The jumping-off point for the new model is the classic SBG1802, a big, beefy double-cutaway model. SBG-series guitars are usually fitted with a pair of humbucking pickups, but Phil prefers the rougher, more primitive sound of a single-coil P-90 pickup. And since he usually plays using only the bridge pickup, his model features a single, hotter-than-vintage P-90 and a cavity where the neck pickup usually resides. In the past he's populated the hole with various toys and action figures, but his signature model features a fan grill (as well as a dummy pickup cover for players who prefer a traditional look).

If you're going to work that hard to learn somebody's solo, why not work even harder and take it to another level? Why not make it your own?

Why a single P-90? "It's about clarity," Phil replies. "I love a pickup that responds to my hands. Also, I love the thickness of the P-90-it doesn't thin out as you approach the higher frets, like Les Pauls with humbuckers do. When you go for a high note, it's nice and thick, but then you can hit a chord, and it's real clear-sounding. That's the same reason I don't use too much amp gain. If the drummer says to me after the show, 'Man, I heard every note you played tonight,' I know I did something right."

You can hear Phil's fretwork in scores of popular YouTube videos, including many he created for the rare-guitar dealer Fretted Americana. "YouTube is an incredible tool if used properly," says Phil. Yet he confesses that the sheer number of videos featuring note-for-note versions of famous solos frustrates him.

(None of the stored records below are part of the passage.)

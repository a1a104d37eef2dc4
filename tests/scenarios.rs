//! End-to-end scenarios through the public API: stack values in, validated
//! configuration, resolved topology and a provisioned cluster out.

use eks_deploy::config::{ClusterConfig, ConfigValidator, StackConfig};
use eks_deploy::error::{ConfigError, DeployError};
use eks_deploy::planner::{NetworkContext, PlanExecutor, Topology, TopologyResolver};
use eks_deploy::provision::DryRunProvisioner;
use eks_deploy::state::{LocalStateStore, StateStore};
use tempfile::TempDir;

fn stack(overrides: &[(&str, &str)]) -> StackConfig {
    let mut stack = StackConfig::from_pairs([
        ("eks-cluster:vpc-name", "main-vpc"),
        ("eks-cluster:cluster-name", "main"),
        ("initial-nodes", "3"),
        ("min-nodes", "2"),
        ("max-nodes", "5"),
        ("create-public-ips", "false"),
        ("security-group-tags", "team=platform"),
        ("log-types", "api,audit"),
        ("private-endpoint", "true"),
        ("public-endpoint", "false"),
        ("fargate", "false"),
        ("instance-profile-name", "main-profile"),
        ("instance-type", "t2.medium"),
        ("role-name", "main-role"),
        ("skip-default-node-group", "false"),
        ("autoscaling-group-name", "main-asg"),
        ("node-group-name", "workers"),
        ("kubernetes-version", "1.14"),
        ("use-dashboard", "false"),
        ("ami-id", "ami-123"),
    ]);
    for (key, value) in overrides {
        stack.set(*key, *value);
    }
    stack
}

fn config(overrides: &[(&str, &str)]) -> ClusterConfig {
    ClusterConfig::from_source(&stack(overrides)).unwrap()
}

fn provisioner(dir: &TempDir) -> DryRunProvisioner<LocalStateStore> {
    DryRunProvisioner::new(LocalStateStore::with_base_dir(dir.path().join(".eksdeploy")))
}

#[test]
fn default_node_group_scenario_is_valid_and_resolves_to_one_cluster() {
    let config = config(&[]);

    let result = ConfigValidator::new().validate(&config);
    assert!(result.errors.is_empty(), "unexpected errors: {:?}", result.errors);
    assert_eq!(
        result.recommendations,
        vec![
            "Please consider skipping the default node group so groups are created with secure roles"
        ]
    );

    let plan = TopologyResolver::new()
        .resolve(&config, &NetworkContext::pending())
        .unwrap();

    match &plan.topology {
        Topology::DefaultNodeGroup { cluster } => {
            let group = cluster.default_node_group.as_ref().unwrap();
            assert_eq!(group.desired_capacity, 3);
            assert_eq!(group.min_size, 2);
            assert_eq!(group.max_size, 5);
            assert_eq!(group.instance_type.as_str(), "t2.medium");
            assert_eq!(cluster.version, "1.14");
        }
        Topology::CustomNodeGroup { .. } => panic!("expected the default node group topology"),
    }
}

#[test]
fn custom_node_group_scenario_allows_empty_node_group_name() {
    let config = config(&[("skip-default-node-group", "true"), ("node-group-name", "")]);

    let result = ConfigValidator::new().validate(&config);
    assert!(result.is_valid(), "unexpected errors: {:?}", result.errors);

    let plan = TopologyResolver::new()
        .resolve(&config, &NetworkContext::pending())
        .unwrap();

    let group = plan.node_group().unwrap();
    assert_eq!(group.name, "");
    assert_eq!(group.instance_profile.role_name, "main-role");
    assert_eq!(group.ami_id, "ami-123");
    assert!(plan.cluster().default_node_group.is_none());
}

#[test]
fn default_node_group_requires_a_node_group_name() {
    let config = config(&[("node-group-name", "")]);

    let result = ConfigValidator::new().validate(&config);
    assert_eq!(
        result.errors,
        vec!["Node group name cannot be empty if skipDefaultNodeGroup is set"]
    );
}

#[test]
fn overrides_take_precedence_over_stack_values() {
    let stack = stack(&[]).with_overrides([
        (String::from("EKSDEPLOY_MAX_NODES"), String::from("9")),
        (String::from("EKSDEPLOY_NOT_A_KEY"), String::from("ignored")),
    ]);

    let config = ClusterConfig::from_source(&stack).unwrap();
    assert_eq!(config.max_nodes, 9);
}

#[test]
fn missing_key_is_fatal_before_validation() {
    let mut stack = stack(&[]);
    stack.remove("ami-id");

    let err = ClusterConfig::from_source(&stack).unwrap_err();
    assert!(matches!(
        err,
        DeployError::Config(ConfigError::MissingKey { ref key }) if key == "ami-id"
    ));
}

#[tokio::test]
async fn max_below_min_never_provisions() {
    let dir = TempDir::new().unwrap();
    let provisioner = provisioner(&dir);
    let config = config(&[("min-nodes", "2"), ("max-nodes", "1")]);

    let result = ConfigValidator::new().validate(&config);
    assert!(
        result
            .errors
            .iter()
            .any(|e| e == "Max nodes cannot be less than min nodes")
    );

    let err = PlanExecutor::new(&provisioner).apply(&config).await.unwrap_err();

    assert!(err.is_validation_failure());
    assert!(!provisioner.store().exists().await.unwrap());
}

#[tokio::test]
async fn apply_provisions_custom_node_group_and_converges() {
    let dir = TempDir::new().unwrap();
    let provisioner = provisioner(&dir);
    let config = config(&[("skip-default-node-group", "true")]);

    let first = PlanExecutor::new(&provisioner).apply(&config).await.unwrap();
    assert!(first.cluster.simulated);
    assert!(first.cluster.endpoint.ends_with(".invalid"));
    assert!(first.kubeconfig.is_none());

    let second = PlanExecutor::new(&provisioner).apply(&config).await.unwrap();
    assert_eq!(first.cluster, second.cluster);
    assert_eq!(first.network, second.network);

    let state = provisioner.state().await.unwrap();
    assert_eq!(state.vpcs.len(), 1);
    assert_eq!(state.roles.len(), 1);
    assert_eq!(state.attachments.len(), 3);
    assert_eq!(state.instance_profiles.len(), 1);
    assert_eq!(state.clusters.len(), 1);
    assert_eq!(state.node_groups.len(), 1);
    assert!(state.node_groups.contains_key("main/workers"));
}

#[tokio::test]
async fn apply_default_node_group_creates_no_separate_group() {
    let dir = TempDir::new().unwrap();
    let provisioner = provisioner(&dir);

    let outcome = PlanExecutor::new(&provisioner)
        .apply(&config(&[]))
        .await
        .unwrap();

    assert!(!outcome.plan.is_custom_node_group());
    let state = provisioner.state().await.unwrap();
    assert!(state.instance_profiles.is_empty());
    assert!(state.node_groups.is_empty());
    assert_eq!(state.clusters.len(), 1);
}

"All these kids go on and say 'Hey, this is my cover of Iron Maiden, this is my cover of Van Halen.' Everybody's copycatting up the wazoo. It makes me want to say, 'Fine, man, but where are your licks? Where are your tones? Where's your individuality? If you're going to work that hard to learn somebody's solo, why not work even harder and take it to another level? Why not make it your own?"